----- Material for the task -----
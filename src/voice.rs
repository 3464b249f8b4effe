//! Voices: the set of nodes and timers one sound owns.
//!
//! A generator never touches the engine directly. It receives a
//! [`VoiceBuilder`] that tags everything it creates with the voice, so that
//! [`AudioEngine::release`](crate::AudioEngine::release) can tear the whole
//! graph down without the generator keeping any bookkeeping of its own.

use crate::engine::{AudioEngine, Handle};
use crate::error::EngineError;
use crate::node::{AudioNode, NodeId};
use crate::noise::{NoiseBuffer, NoiseColor};

/// Identifies one live sound in an engine. Never reused.
#[derive(Clone, Copy, PartialEq, Eq, Hash, Debug, PartialOrd, Ord)]
pub struct VoiceId(pub(crate) u64);

/// What releasing a voice actually did.
#[derive(Clone, Copy, Debug, Default, PartialEq, Eq)]
pub struct TeardownReport {
    /// Nodes removed from the graph
    pub removed: usize,
    /// Nodes the voice still listed but that were already gone
    pub missing: usize,
    /// Pending timers dropped before any node was touched
    pub timers_cancelled: usize,
}

/// Anything that names a node: a [`Handle`] or a bare [`NodeId`].
pub trait NodeRef {
    fn node_id(&self) -> NodeId;
}

impl NodeRef for NodeId {
    fn node_id(&self) -> NodeId {
        *self
    }
}

impl<M: Send + 'static> NodeRef for Handle<M> {
    fn node_id(&self) -> NodeId {
        self.id()
    }
}

/// Callback run by a repeating voice timer
pub type TimerCallback = Box<dyn FnMut(&mut VoiceBuilder<'_>) -> Result<(), EngineError> + Send>;

pub(crate) enum TimerAction {
    RemoveNodes(Vec<NodeId>),
    Callback(TimerCallback),
}

/// A pending action on the engine's sample clock
pub(crate) struct Timer {
    pub(crate) owner: VoiceId,
    /// Frame at which the timer fires
    pub(crate) due: u64,
    /// Re-arm interval in frames
    pub(crate) period: Option<u64>,
    pub(crate) action: TimerAction,
}

/// Scoped access to the engine while building (or extending) one voice.
pub struct VoiceBuilder<'a> {
    pub(crate) engine: &'a mut AudioEngine,
    pub(crate) voice: VoiceId,
}

impl<'a> VoiceBuilder<'a> {
    #[inline]
    pub fn voice(&self) -> VoiceId {
        self.voice
    }

    #[inline]
    pub fn sample_rate(&self) -> u32 {
        self.engine.sample_rate()
    }

    /// Engine clock in seconds
    #[inline]
    pub fn now_secs(&self) -> f64 {
        self.engine.now_secs()
    }

    /// The shared master gain every voice terminates at
    #[inline]
    pub fn master(&self) -> NodeId {
        self.engine.master_id()
    }

    /// Add a node owned by this voice; it starts producing sound on the next block
    pub fn add<N: AudioNode>(&mut self, node: N) -> Handle<N::Message> {
        self.engine.add_owned(self.voice, node)
    }

    pub fn connect<A: NodeRef, B: NodeRef>(&mut self, from: &A, to: &B) -> Result<(), EngineError> {
        self.engine.connect(from, to)
    }

    pub fn connect_to_master<A: NodeRef>(&mut self, from: &A) -> Result<(), EngineError> {
        let master = self.engine.master_id();
        self.engine.connect(from, &master)
    }

    /// A noise loop of the configured length at the engine rate
    pub fn noise(&mut self, color: NoiseColor) -> NoiseBuffer {
        self.engine.noise(color)
    }

    /// Remove `nodes` once `delay_secs` have elapsed on the engine clock
    pub fn remove_after(&mut self, nodes: Vec<NodeId>, delay_secs: f64) {
        let due = self.engine.frames() + self.engine.secs_to_frames(delay_secs);
        self.engine.schedule(Timer {
            owner: self.voice,
            due,
            period: None,
            action: TimerAction::RemoveNodes(nodes),
        });
    }

    /// Run `callback` every `interval_secs`, first after one interval.
    ///
    /// The timer dies with the voice. A callback that fails is logged and not
    /// re-armed.
    pub fn every<F>(&mut self, interval_secs: f64, callback: F)
    where
        F: FnMut(&mut VoiceBuilder<'_>) -> Result<(), EngineError> + Send + 'static,
    {
        let period = self.engine.secs_to_frames(interval_secs).max(1);
        let due = self.engine.frames() + period;
        self.engine.schedule(Timer {
            owner: self.voice,
            due,
            period: Some(period),
            action: TimerAction::Callback(Box::new(callback)),
        });
    }
}
//! The six procedural soundscapes and their catalog entries.
//!
//! Each generator is a plain function that builds its graph through a
//! [`VoiceBuilder`] and wires it into the master bus. None of them keep state
//! between plays; everything they create belongs to the voice.

mod binaural;
mod bowl;
mod drone;
mod ocean;
mod rain;
mod wind;

use std::fmt;
use std::str::FromStr;

use crate::error::EngineError;
use crate::voice::VoiceBuilder;

pub use binaural::{binaural, BEAT_HZ, CARRIER_HZ};
pub use bowl::{singing_bowl, STRIKE_INTERVAL_SECS};
pub use drone::drone;
pub use ocean::ocean;
pub use rain::rain;
pub use wind::wind;

/// Builds one sound into a fresh voice
pub type Generator = fn(&mut VoiceBuilder<'_>) -> Result<(), EngineError>;

/// The sounds the engine can play
#[derive(Clone, Copy, Debug, PartialEq, Eq, Hash)]
pub enum SoundId {
    Ocean,
    Rain,
    Wind,
    Bowl,
    Drone,
    Binaural,
}

impl SoundId {
    pub const ALL: [SoundId; 6] = [
        SoundId::Ocean,
        SoundId::Rain,
        SoundId::Wind,
        SoundId::Bowl,
        SoundId::Drone,
        SoundId::Binaural,
    ];

    pub fn as_str(self) -> &'static str {
        match self {
            SoundId::Ocean => "ocean",
            SoundId::Rain => "rain",
            SoundId::Wind => "wind",
            SoundId::Bowl => "bowl",
            SoundId::Drone => "drone",
            SoundId::Binaural => "binaural",
        }
    }

    pub fn generator(self) -> Generator {
        match self {
            SoundId::Ocean => ocean,
            SoundId::Rain => rain,
            SoundId::Wind => wind,
            SoundId::Bowl => singing_bowl,
            SoundId::Drone => drone,
            SoundId::Binaural => binaural,
        }
    }

    pub fn descriptor(self) -> &'static SoundDescriptor {
        &CATALOG[self as usize]
    }
}

impl fmt::Display for SoundId {
    fn fmt(&self, f: &mut fmt::Formatter<'_>) -> fmt::Result {
        f.write_str(self.as_str())
    }
}

impl FromStr for SoundId {
    type Err = EngineError;

    fn from_str(s: &str) -> Result<Self, Self::Err> {
        let wanted = s.trim();
        SoundId::ALL
            .into_iter()
            .find(|id| id.as_str().eq_ignore_ascii_case(wanted))
            .ok_or_else(|| EngineError::UnknownSound(s.to_string()))
    }
}

/// Playback requirements the engine cannot detect by itself
#[derive(Clone, Copy, Debug, PartialEq, Eq)]
pub enum HardwareHint {
    /// Only works with one channel per ear
    Headphones,
}

/// Static metadata shown next to a sound
#[derive(Debug, PartialEq, Eq)]
pub struct SoundDescriptor {
    pub id: SoundId,
    pub name: &'static str,
    pub description: &'static str,
    pub icon: &'static str,
    pub hint: Option<HardwareHint>,
}

// Indexed by `SoundId as usize`
static CATALOG: [SoundDescriptor; 6] = [
    SoundDescriptor {
        id: SoundId::Ocean,
        name: "Ocean Waves",
        description: "Slow surf rolling in and out",
        icon: "water",
        hint: None,
    },
    SoundDescriptor {
        id: SoundId::Rain,
        name: "Gentle Rain",
        description: "Distant rainfall with close droplets",
        icon: "rainy",
        hint: None,
    },
    SoundDescriptor {
        id: SoundId::Wind,
        name: "Soft Wind",
        description: "A breathing breeze",
        icon: "leaf",
        hint: None,
    },
    SoundDescriptor {
        id: SoundId::Bowl,
        name: "Singing Bowl",
        description: "A struck bowl ringing out every few breaths",
        icon: "notifications",
        hint: None,
    },
    SoundDescriptor {
        id: SoundId::Drone,
        name: "Deep Drone",
        description: "A dark, wide low chord",
        icon: "pulse",
        hint: None,
    },
    SoundDescriptor {
        id: SoundId::Binaural,
        name: "Binaural Focus",
        description: "A 10 Hz beat between the ears",
        icon: "headset",
        hint: Some(HardwareHint::Headphones),
    },
];

/// Every sound, in display order
pub fn catalog() -> &'static [SoundDescriptor] {
    &CATALOG
}

#[cfg(test)]
mod tests {
    use super::*;

    #[test]
    fn catalog_is_indexed_by_id() {
        for id in SoundId::ALL {
            assert_eq!(id.descriptor().id, id);
        }
        assert_eq!(catalog().len(), SoundId::ALL.len());
    }

    #[test]
    fn parses_ids() {
        assert_eq!("ocean".parse::<SoundId>(), Ok(SoundId::Ocean));
        assert_eq!(" Binaural ".parse::<SoundId>(), Ok(SoundId::Binaural));
        assert_eq!(
            "thunder".parse::<SoundId>(),
            Err(EngineError::UnknownSound("thunder".into()))
        );
        for id in SoundId::ALL {
            assert_eq!(id.to_string().parse::<SoundId>(), Ok(id));
        }
    }

    #[test]
    fn only_binaural_needs_headphones() {
        let flagged: Vec<_> = catalog().iter().filter(|d| d.hint.is_some()).map(|d| d.id).collect();
        assert_eq!(flagged, vec![SoundId::Binaural]);
    }
}
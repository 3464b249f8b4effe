//! Gentle rain: a distant pink wash plus close white-noise droplets

use crate::error::EngineError;
use crate::noise::NoiseColor;
use crate::nodes::{BufferSource, Filter, Gain};
use crate::param::Lfo;
use crate::voice::VoiceBuilder;

const WASH_LOWPASS_HZ: f32 = 800.0;
const WASH_GAIN: f32 = 0.6;

const DROPLET_BAND_HZ: f32 = 4_500.0;
const DROPLET_Q: f32 = 1.2;
const DROPLET_SHELF_HZ: f32 = 7_000.0;
const DROPLET_SHELF_DB: f32 = -8.0;
const DROPLET_GAIN: f32 = 0.25;

const MIX_GAIN: f32 = 0.7;
const GUST_HZ: f32 = 0.1;
const GUST_DEPTH: f32 = 0.15;

/// ```text
/// pink  → lowpass 800 Hz ───────────────────→ wash gain ──┐
///                                                         ├→ mix gain (+gust) → master
/// white → bandpass 4.5 kHz → high shelf 7 kHz → drop gain ┘
/// ```
pub fn rain(v: &mut VoiceBuilder<'_>) -> Result<(), EngineError> {
    let rate = v.sample_rate();

    let mix = v.add(
        Gain::new(MIX_GAIN)
            .without_smoothing()
            .with_lfo(Lfo::sine(GUST_HZ, GUST_DEPTH)),
    );

    let wash_noise = v.noise(NoiseColor::Pink);
    let wash = v.add(BufferSource::looping(&wash_noise));
    let wash_lowpass = v.add(Filter::lowpass(WASH_LOWPASS_HZ, rate)?);
    let wash_gain = v.add(Gain::new(WASH_GAIN).without_smoothing().with_channels(1));
    v.connect(&wash, &wash_lowpass)?;
    v.connect(&wash_lowpass, &wash_gain)?;
    v.connect(&wash_gain, &mix)?;

    let droplet_noise = v.noise(NoiseColor::White);
    let droplets = v.add(BufferSource::looping(&droplet_noise));
    let band = v.add(Filter::bandpass(DROPLET_BAND_HZ, DROPLET_Q, rate)?);
    let shelf = v.add(Filter::high_shelf(DROPLET_SHELF_HZ, DROPLET_SHELF_DB, rate)?);
    let droplet_gain = v.add(Gain::new(DROPLET_GAIN).without_smoothing().with_channels(1));
    v.connect(&droplets, &band)?;
    v.connect(&band, &shelf)?;
    v.connect(&shelf, &droplet_gain)?;
    v.connect(&droplet_gain, &mix)?;

    v.connect_to_master(&mix)
}
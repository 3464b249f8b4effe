//! Output device discovery.
//!
//! ```no_run
//! use calmwave::{AudioEngine, CpalDevice, EngineConfig};
//!
//! for (i, device) in CpalDevice::list_outputs().iter().enumerate() {
//!     println!("[{}] {} ({} Hz, {} ch)", i, device.name(), device.sample_rate(), device.channels());
//! }
//!
//! let device = CpalDevice::default_output().expect("no output device");
//! let engine = AudioEngine::with_device(&device, EngineConfig::default())?;
//! # Ok::<(), calmwave::EngineError>(())
//! ```

use cpal::traits::{DeviceTrait, HostTrait};

/// A discovered audio output device.
///
/// Once you have a device, [`AudioEngine::with_device`](crate::AudioEngine::with_device)
/// builds an engine at its sample rate with a [`CpalSink`](crate::nodes::CpalSink) attached.
pub struct CpalDevice {
    device: cpal::Device,
    config: cpal::SupportedStreamConfig,

    name: String,
    sample_rate: u32,
    channels: u16,
}

impl CpalDevice {
    fn from_device(device: cpal::Device) -> Option<Self> {
        let config = match device.default_output_config() {
            Ok(config) => config,
            Err(err) => {
                tracing::debug!(%err, "skipping device without output config");
                return None;
            }
        };
        let name = device.name().unwrap_or_else(|_| "Unknown".into());

        Some(Self {
            sample_rate: config.sample_rate().0,
            channels: config.channels(),
            name,
            device,
            config,
        })
    }

    /// The system's default output device, if any.
    pub fn default_output() -> Option<Self> {
        let host = cpal::default_host();
        let device = host.default_output_device()?;
        Self::from_device(device)
    }

    /// All output devices. Empty if enumeration fails.
    pub fn list_outputs() -> Vec<Self> {
        let host = cpal::default_host();
        match host.output_devices() {
            Ok(devices) => devices.filter_map(Self::from_device).collect(),
            Err(err) => {
                tracing::warn!(%err, "could not enumerate output devices");
                Vec::new()
            }
        }
    }

    pub fn name(&self) -> &str {
        &self.name
    }

    pub fn sample_rate(&self) -> u32 {
        self.sample_rate
    }

    pub fn channels(&self) -> u16 {
        self.channels
    }

    /// Open a stream on this device and return the sink node feeding it
    pub fn create_sink(&self) -> crate::nodes::CpalSink {
        crate::nodes::CpalSink::new(&self.device, &self.config)
    }
}
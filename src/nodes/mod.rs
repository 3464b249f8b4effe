//! Built-in audio nodes.
//!
//! Nodes are organized into three categories:
//!
//! ## Sources ([`source`])
//!
//! Generate audio with no audio inputs:
//! - [`Oscillator`] - Sine/triangle/square/saw with detune and vibrato
//! - [`BufferSource`] - Loop a generated noise buffer
//!
//! ## Effects ([`effect`])
//!
//! Process audio (inputs → outputs). Every effect sums all of its inputs first:
//! - [`Gain`] - Volume control with smoothing and LFO modulation
//! - [`Filter`] - Biquad lowpass/highpass/bandpass/shelf
//! - [`Envelope`] - Exponential attack/decay for struck sounds
//! - [`Panner`] - Equal-power stereo placement
//! - [`Mixer`] - Plain sum
//!
//! ## Sinks ([`sink`])
//!
//! Consume audio with no audio outputs:
//! - [`CpalSink`] - Output to system audio device (requires `cpal_sink` feature)
//! - [`RtrbSink`] - Write interleaved samples to a ring buffer
//!
//! Nodes without parameters (like [`Mixer`]) use `()` as their message type.

pub mod source;
pub mod effect;
pub mod sink;

// Re-export common types at the top level for convenience
pub use source::{BufferSource, BufferSourceMessage, Oscillator, OscillatorMessage};
pub use effect::{
    Envelope, Filter, FilterKind, FilterMessage, Gain, GainMessage, Mixer, Panner,
    PannerMessage, ENVELOPE_FLOOR,
};
pub use sink::RtrbSink;

#[cfg(feature = "cpal_sink")]
pub use sink::CpalSink;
-----
■ **Required action**
Each line above holding the word "TimerCallback" counts; reply with how many there are, only the number.

■ **Task result**
2